From listening to this, it’ll not be a surprise that the collection is something of a mixed bag of ragged and earnest recordings by bands that never made it or never really were it in the first place. But, believe me, there are some beauties and some belters here. The track that plays beneath the opening to the video is “The Pusher” by a group of hopefuls known (by transcription error) as the Inter Circle. The liner notes refer to Boyce Walker Jr’s guitar as “porn-whisked” which I rather like, but the cluttered, overexcited drumming is also something to behold. Created as a dark “tribute” to a local anti-hero, its B-side is similarly themed and titled “The Players”. It’s just as grimy but dominated by a rich, florid organ sound and swings like a pimp’s bellbottoms.
But really the whole collection is full of this sort of thing – an impressive 3-cd or 5-LP stash, packaged beautifully and blessed with more coverage of the obscure hopefuls behind each record than they ever will have received in their day.
In stark contrast to their white punk counterparts of the day, I can find absolutely no video content of any of the bands in the collection, which is a rotten shame. There are the studio recordings but no actual footage, so you might as well go to the Bandcamp page to stream the whole boxset (I’d recommend both the blistering Creations Unlimited tracks there, at the very least).

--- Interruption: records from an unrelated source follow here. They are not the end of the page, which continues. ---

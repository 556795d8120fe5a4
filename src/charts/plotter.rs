//! Chart Plotter Module
//! Draws the interactive line chart with egui_plot.

use crate::charts::ChartData;
use egui::Color32;
use egui_plot::{Legend, Line, Plot, PlotPoints, Points};

/// One color per chart column, in `CHART_COLUMNS` order.
pub const PALETTE: [Color32; 5] = [
    Color32::from_rgb(52, 152, 219),  // Blue
    Color32::from_rgb(231, 76, 60),   // Red
    Color32::from_rgb(46, 204, 113),  // Green
    Color32::from_rgb(155, 89, 182),  // Purple
    Color32::from_rgb(243, 156, 18),  // Orange
];

/// Creates line charts using egui_plot.
pub struct ChartPlotter;

impl ChartPlotter {
    pub fn series_color(index: usize) -> Color32 {
        PALETTE[index % PALETTE.len()]
    }

    /// Draw every series as a line with point markers.
    /// X-axis: date (or summary label), Y-axis: value
    pub fn draw_line_chart(ui: &mut egui::Ui, chart: &ChartData) {
        let labels = chart.clone();
        let (x_min, x_max) = chart.x_range();
        let (y_min, y_max) = chart.y_range();

        Plot::new(format!("line_{}", chart.title))
            .legend(Legend::default())
            .x_axis_label("Date")
            .y_axis_label("Values")
            .include_x(x_min)
            .include_x(x_max)
            .include_y(y_min)
            .include_y(y_max)
            .x_axis_formatter(move |mark, _range| labels.format_x(mark.value))
            .label_formatter(|name, value| {
                if name.is_empty() {
                    String::new()
                } else {
                    format!("{}: {:.2}", name, value.y)
                }
            })
            .show(ui, |plot_ui| {
                for (i, series) in chart.series.iter().enumerate() {
                    let color = Self::series_color(i);

                    plot_ui.line(
                        Line::new(PlotPoints::from_iter(series.points.iter().copied()))
                            .color(color)
                            .width(1.5)
                            .name(&series.name),
                    );

                    // Markers keep single-point series visible
                    plot_ui.points(
                        Points::new(PlotPoints::from_iter(series.points.iter().copied()))
                            .radius(2.5)
                            .color(color)
                            .name(&series.name),
                    );
                }
            });
    }
}
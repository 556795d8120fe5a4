//! Table Model
//! Immutable, date-ordered rows of daily price records.

use chrono::NaiveDate;

use super::filter::DateBounds;

/// Name of the column holding the trading day.
pub const DATE_COLUMN: &str = "Date";

/// Cell texts read as "no value", like an empty cell.
pub const MISSING_MARKERS: [&str; 18] = [
    "#N/A", "#N/A N/A", "#NA", "-1.#IND", "-1.#QNAN", "-NaN", "-nan", "1.#IND", "1.#QNAN",
    "<NA>", "N/A", "NA", "NULL", "NaN", "None", "n/a", "nan", "null",
];

/// A single value as read from the file.
///
/// The raw text is kept for export; `value` is the numeric reading of it and
/// is `None` when the text is not a plain number (e.g. `"$418.16"`).
#[derive(Debug, Clone, PartialEq)]
pub struct Cell {
    pub raw: String,
    pub value: Option<f64>,
}

impl Cell {
    /// Parse a raw cell. With `strip_currency` a leading `$` is ignored.
    pub fn parse(raw: &str, strip_currency: bool) -> Self {
        let raw = raw.trim();
        let numeric = if strip_currency {
            raw.strip_prefix('$').unwrap_or(raw).trim_start()
        } else {
            raw
        };

        Self {
            raw: raw.to_string(),
            value: numeric.parse::<f64>().ok().filter(|v| v.is_finite()),
        }
    }

    /// Empty, or one of the [`MISSING_MARKERS`]. Blank cells never make a
    /// column non-numeric.
    pub fn is_blank(&self) -> bool {
        self.raw.is_empty() || MISSING_MARKERS.contains(&self.raw.as_str())
    }
}

/// One trading day.
#[derive(Debug, Clone, PartialEq)]
pub struct Row {
    pub date: NaiveDate,
    /// Cells in the order of [`Table::columns`].
    pub cells: Vec<Cell>,
}

/// Rows sorted ascending by date, plus the column layout of the source file.
#[derive(Debug, Clone, PartialEq)]
pub struct Table {
    columns: Vec<String>,
    date_position: usize,
    rows: Vec<Row>,
}

impl Table {
    /// Build a table with the date column first. Rows are sorted by date;
    /// callers supply unique dates.
    #[cfg(test)]
    pub(crate) fn from_rows(columns: Vec<String>, rows: Vec<Row>) -> Self {
        Self::with_layout(columns, 0, rows)
    }

    /// Build a table whose date column sits at `date_position` in the header.
    pub(crate) fn with_layout(columns: Vec<String>, date_position: usize, mut rows: Vec<Row>) -> Self {
        rows.sort_by_key(|row| row.date);
        debug_assert!(
            rows.windows(2).all(|w| w[0].date < w[1].date),
            "table dates must be unique"
        );
        Self {
            date_position: date_position.min(columns.len()),
            columns,
            rows,
        }
    }

    /// Non-date column names, in file order.
    pub fn columns(&self) -> &[String] {
        &self.columns
    }

    /// Full header, including the date column at its original position.
    pub fn header(&self) -> Vec<String> {
        let mut header = self.columns.clone();
        header.insert(self.date_position, DATE_COLUMN.to_string());
        header
    }

    /// Raw text of one row laid out like [`Table::header`].
    pub fn record(&self, row: &Row) -> Vec<String> {
        let mut record: Vec<String> = row.cells.iter().map(|c| c.raw.clone()).collect();
        record.insert(
            self.date_position,
            row.date.format(super::DATE_FORMAT).to_string(),
        );
        record
    }

    pub fn rows(&self) -> &[Row] {
        &self.rows
    }

    pub fn len(&self) -> usize {
        self.rows.len()
    }

    pub fn is_empty(&self) -> bool {
        self.rows.is_empty()
    }

    pub fn first(&self) -> Option<&Row> {
        self.rows.first()
    }

    pub fn last(&self) -> Option<&Row> {
        self.rows.last()
    }

    pub fn column_index(&self, name: &str) -> Option<usize> {
        self.columns.iter().position(|c| c == name)
    }

    /// Numeric values of a column, `None` where a cell did not parse.
    pub fn column_values(&self, index: usize) -> impl Iterator<Item = Option<f64>> + '_ {
        self.rows
            .iter()
            .map(move |row| row.cells.get(index).and_then(|c| c.value))
    }

    /// A column is numeric when every non-blank cell parsed as a number.
    pub fn is_numeric_column(&self, index: usize) -> bool {
        self.rows.iter().all(|row| {
            row.cells
                .get(index)
                .map_or(true, |c| c.is_blank() || c.value.is_some())
        })
    }

    /// Earliest and latest date, `None` for an empty table.
    pub fn bounds(&self) -> Option<DateBounds> {
        Some(DateBounds {
            min: self.first()?.date,
            max: self.last()?.date,
        })
    }

    /// Copy of the rows whose date lies in `[start, end]`.
    pub fn between(&self, start: NaiveDate, end: NaiveDate) -> Table {
        let lo = self.rows.partition_point(|row| row.date < start);
        let hi = self.rows.partition_point(|row| row.date <= end);
        let rows = if lo < hi {
            self.rows[lo..hi].to_vec()
        } else {
            Vec::new()
        };

        Table {
            columns: self.columns.clone(),
            date_position: self.date_position,
            rows,
        }
    }
}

When you do, you might notice that although the CD set is currently sold out, there’s an intriguing six-track acetate collection, of three completely unknown artists who wandered in, cut a pair of tracks each and disappeared (in every sense – the Boddie record-keeping seems to have been a little … haphazard).
Love this track, all the more tragic for its impenetrable obscurity…
It’s like a souvenir that just sits on the shelf…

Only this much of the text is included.